Elpinicé gave the messenger a gold-piece for his good news, and she wrote a letter which he was to carry back to her husband.

"Elpinicé, to her most beloved and honored husband, Leon, son of Hipponax, greeting. The gods be thanked for your deliverance! Your letter has made me and the children more happy than can be set forth in words. We set out on the tenth day. Meanwhile let this parchment, which we have all kissed many times, carry our salutations. Farewell."

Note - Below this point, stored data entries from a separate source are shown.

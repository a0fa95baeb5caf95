//! Periodic blocklist refresh.

use crate::error::Result;
use crate::loader::{ArchiveLoader, LoadOutcome};
use crate::store::BlocklistStore;
use std::sync::Arc;
use std::time::Duration;
use tokio::sync::watch;
use tokio::time::MissedTickBehavior;
use tracing::{debug, info, warn};

/// Runs the archive loader against a store on a fixed interval.
pub struct RefreshScheduler {
    loader: Arc<ArchiveLoader>,
    store: Arc<BlocklistStore>,
    interval: Duration,
}

impl RefreshScheduler {
    /// Create a scheduler refreshing `store` through `loader` every `interval`.
    pub fn new(loader: Arc<ArchiveLoader>, store: Arc<BlocklistStore>, interval: Duration) -> Self {
        Self {
            loader,
            store,
            interval,
        }
    }

    /// Run one refresh and log its outcome.
    pub async fn refresh_once(&self) -> Result<LoadOutcome> {
        let result = self.loader.load(&self.store).await;

        match &result {
            Ok(LoadOutcome::Replaced {
                found,
                stored,
                version,
            }) => {
                info!(found, stored, version = ?version, "Blocklist refreshed");
            }
            Ok(LoadOutcome::Unchanged { version }) => {
                debug!(version = %version, "Blocklist version unchanged");
            }
            Err(e) => {
                warn!(error = %e, retryable = e.is_retryable(), "Failed to refresh blocklist");
            }
        }

        result
    }

    /// Refresh every interval until `shutdown` flips to true or its sender
    /// is dropped. The first refresh happens one interval after start.
    ///
    /// A refresh in flight when shutdown arrives is abandoned; the store
    /// only changes on a completed load, so it keeps the previous list.
    pub async fn run(self, mut shutdown: watch::Receiver<bool>) {
        let mut ticker = tokio::time::interval(self.interval);
        ticker.set_missed_tick_behavior(MissedTickBehavior::Delay);
        // The first tick completes immediately
        ticker.tick().await;

        loop {
            if *shutdown.borrow() {
                break;
            }
            tokio::select! {
                _ = ticker.tick() => {}
                changed = shutdown.changed() => {
                    if changed.is_err() {
                        break;
                    }
                    continue;
                }
            }

            tokio::select! {
                // Errors are already logged; the next tick retries.
                _ = self.refresh_once() => {}
                changed = shutdown.changed() => {
                    debug!("Refresh abandoned for shutdown");
                    if changed.is_err() {
                        break;
                    }
                }
            }
        }

        info!("Refresh scheduler shutting down");
    }
}
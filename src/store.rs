//! Thread-safe store of bad network ranges.

use chrono::{DateTime, Utc};
use ipnet::IpNet;
use serde::Serialize;
use std::net::IpAddr;
use std::sync::{PoisonError, RwLock, RwLockReadGuard, RwLockWriteGuard};
use tracing::warn;

/// Default number of ranges a store can hold.
pub const DEFAULT_CAPACITY: usize = 1_000_000;

/// One complete set of ranges together with the metadata describing it.
#[derive(Debug, Default)]
struct Generation {
    ranges: Vec<IpNet>,
    version: Option<String>,
    last_refresh: Option<DateTime<Utc>>,
}

/// Point-in-time view of the store used by the health endpoint.
#[derive(Debug, Clone, PartialEq, Eq, Serialize)]
pub struct StoreStatus {
    /// Number of populated ranges.
    pub entries: usize,
    /// Maximum number of ranges the store keeps.
    pub capacity: usize,
    /// Version token of the current generation.
    pub version: Option<String>,
    /// When the contents were last confirmed current.
    pub last_refresh: Option<DateTime<Utc>>,
}

/// Capacity-bounded set of bad network ranges.
///
/// Reads take a shared lock and scan the populated ranges linearly. A
/// refresh swaps in a whole generation (ranges, version and refresh time)
/// under the exclusive lock, so a reader sees either the old or the new
/// generation and never a mix of both.
#[derive(Debug)]
pub struct BlocklistStore {
    capacity: usize,
    inner: RwLock<Generation>,
}

impl BlocklistStore {
    /// Create an empty store that keeps at most `capacity` ranges.
    pub fn new(capacity: usize) -> Self {
        Self {
            capacity,
            inner: RwLock::new(Generation::default()),
        }
    }

    /// Maximum number of ranges kept per generation.
    pub fn capacity(&self) -> usize {
        self.capacity
    }

    /// Number of populated ranges.
    pub fn len(&self) -> usize {
        self.read().ranges.len()
    }

    /// Check if the store holds no ranges.
    pub fn is_empty(&self) -> bool {
        self.len() == 0
    }

    /// Returns true when `ip` falls inside any stored range.
    ///
    /// IPv4-mapped IPv6 addresses are matched against IPv4 ranges.
    pub fn contains(&self, ip: &IpAddr) -> bool {
        let ip = ip.to_canonical();
        self.read().ranges.iter().any(|net| net.contains(&ip))
    }

    /// Replace the whole set of ranges and record `version` as its version.
    ///
    /// Ranges beyond the store capacity are dropped. Returns the number of
    /// ranges actually stored.
    pub fn replace(&self, mut ranges: Vec<IpNet>, version: Option<String>) -> usize {
        let found = ranges.len();
        if found > self.capacity {
            warn!(
                found,
                capacity = self.capacity,
                dropped = found - self.capacity,
                "Blocklist exceeds store capacity, dropping excess ranges"
            );
            ranges.truncate(self.capacity);
        }
        let stored = ranges.len();

        let previous = {
            let mut generation = self.write();
            generation.last_refresh = Some(advance(generation.last_refresh));
            generation.version = version;
            std::mem::replace(&mut generation.ranges, ranges)
        };
        // The old generation is freed after the lock is released.
        drop(previous);

        stored
    }

    /// Record that the current contents were confirmed up to date.
    pub fn mark_refreshed(&self) {
        let mut generation = self.write();
        generation.last_refresh = Some(advance(generation.last_refresh));
    }

    /// Version token of the current generation.
    pub fn version(&self) -> Option<String> {
        self.read().version.clone()
    }

    /// Last time the contents were replaced or confirmed current.
    pub fn last_refresh(&self) -> Option<DateTime<Utc>> {
        self.read().last_refresh
    }

    /// Consistent view of size and metadata.
    pub fn status(&self) -> StoreStatus {
        let generation = self.read();
        StoreStatus {
            entries: generation.ranges.len(),
            capacity: self.capacity,
            version: generation.version.clone(),
            last_refresh: generation.last_refresh,
        }
    }

    fn read(&self) -> RwLockReadGuard<'_, Generation> {
        self.inner.read().unwrap_or_else(PoisonError::into_inner)
    }

    fn write(&self) -> RwLockWriteGuard<'_, Generation> {
        self.inner.write().unwrap_or_else(PoisonError::into_inner)
    }
}

impl Default for BlocklistStore {
    fn default() -> Self {
        Self::new(DEFAULT_CAPACITY)
    }
}

// Never moves the refresh time backwards, even if the wall clock does.
fn advance(previous: Option<DateTime<Utc>>) -> DateTime<Utc> {
    let now = Utc::now();
    previous.map_or(now, |prev| prev.max(now))
}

Elpinicé would have started sooner, but that she had made an engagement with a Spartan lady of her acquaintance to go with her to the temple of Artemis (or Diana, to use the name by which she is best known). This lady's child had been very ill, and Elpinicé and nurse had helped her with it very much. The Spartan mother did not know much about nursing, for when a child was weakly it was not allowed to live. This baby had been strong and healthy enough when it was born and for some months afterwards. Then it began to ail, and could hardly have been saved but for the skill and patience with which Elpinicé nursed it. Now it was quite well, and, indeed, was a particularly fine and strong boy, whom the mother was very proud to present, after the Spartan fashion, in the temple of "Artemis the Child-Rearer."


[Illustration]

A Child Presented in the Temple

This picture shows you the mother holding the boy in her arms. He is older than the children usually were when they were presented. This is because his illness had prevented his being brought before. The other lady is Elpinicé herself. In one hand she is holding a square basket of small loaves made of the very finest wheat-flour. (The bread that the Spartans used commonly to eat was made of barley or rye.) In the other hand she has a jar of wine. The loaves and the wine were always offered on these occasions: and there was also offered what you do not see in the picture, a sucking-pig. The very poorest Spartan mother was not content unless she could do this. First a portion of these things were burnt in the fire. This was the goddess' share, Manto thought. The smoke went up into the air with the smell of what had been burnt, and the goddess was supposed to smell it, and be pleased with the worshippers who offered it. Then what was left was divided, put into baskets, and sent round to friends. Elpinicé's friend, who had the same name, by the way, as the Gorgo we know, was the wife of one of the Ephors, and was rich. She offered I do not know how many sucking-pigs, and loaves of wheaten bread, and jars of wine, so that she feasted half Sparta with them. This was how she tried to show her thankfulness for being able to bring her little son safe and sound to the temple; and though it was an ignorant way we may hope that it was not refused.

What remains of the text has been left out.